Et d’abord comment faut-il concevoir cette réalisation de l’idée ? M. Fouillée croit-il que l’idée se réalise comme un idéal qui détermine des actions appropriées ? C’est ainsi qu’il l’a compris sans doute à l’origine, et peut-être l’affirmerait-il encore aujourd’hui. Ce n’est cependant pas la théorie qu’il a développée depuis la première édition de sa thèse, celle qu’il expose à maintes reprises dans la deuxième édition. L’idée de liberté est devenue pour lui l’idée de la force des idées, et elle se réalise, en tant qu’idée-force, en se transformant en un mouvement de translation. « Il y a en psychologie un principe capital. Toute idée, surtout l’idée d’une action possible, est une image, une représentation intérieure de l’acte ; or la représentation d’un acte, c’est-à-dire d’un ensemble de mouvements, en est le premier moment, le début, et est ainsi elle-même l’action commencée.
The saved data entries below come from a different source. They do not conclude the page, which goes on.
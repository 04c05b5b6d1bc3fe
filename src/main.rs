//! Cluster-controller daemon entry point.
//!
//! Loads settings, starts the runtime, and runs until interrupted. All core
//! behavior lives in the `joynr_cc` library.

use std::path::PathBuf;

use anyhow::{Context, Result};
use clap::Parser;

use joynr_cc::runtime::ClusterControllerRuntime;
use joynr_cc::settings::Settings;

/// Cluster-controller messaging daemon.
#[derive(Debug, Parser)]
#[command(name = "joynr-cc", version, about)]
struct Args {
    /// Path to the JSON settings file; defaults apply when absent.
    #[arg(long)]
    config: Option<PathBuf>,

    /// Override `uds/socket-path` from the settings file.
    #[arg(long)]
    socket_path: Option<PathBuf>,

    /// Override `messaging/ttl-uplift-ms` from the settings file.
    #[arg(long)]
    ttl_uplift_ms: Option<i64>,
}

#[tokio::main]
async fn main() -> Result<()> {
    env_logger::Builder::from_env(env_logger::Env::default().default_filter_or("info")).init();
    let args = Args::parse();

    let mut settings = match &args.config {
        Some(path) => Settings::load(path).context("load settings")?,
        None => Settings::default(),
    };
    if let Some(socket_path) = args.socket_path {
        settings.uds.socket_path = socket_path;
    }
    if let Some(ttl_uplift_ms) = args.ttl_uplift_ms {
        settings.messaging.ttl_uplift_ms = ttl_uplift_ms;
    }

    let runtime = ClusterControllerRuntime::start(&settings).context("start runtime")?;
    log::info!(
        "joynr-cc running on {}",
        settings.uds.socket_path.display()
    );

    tokio::signal::ctrl_c().await.context("wait for ctrl-c")?;
    log::info!("shutting down");
    runtime.shutdown().await;
    Ok(())
}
Si cette idée était seule, elle se réaliserait en se concevant[2] ». Ailleurs[3] : « Toute idée est une action réfrénée, bref un mouvement de tension qui se changerait toujours en mouvement de translation s’il n’était contrebalancé par d’autres ». L’idée de liberté est donc comme les

  1. Voy. Revue philos., tome XVI, p. 613, un article très serré de M. Secrétan. Le plus solide de ses arguments me parait être celui qui est signalé dans le texte.
  2. La liberté et le déterminisme, p. 3.
  3. id., p. 162. Cf. p. 75.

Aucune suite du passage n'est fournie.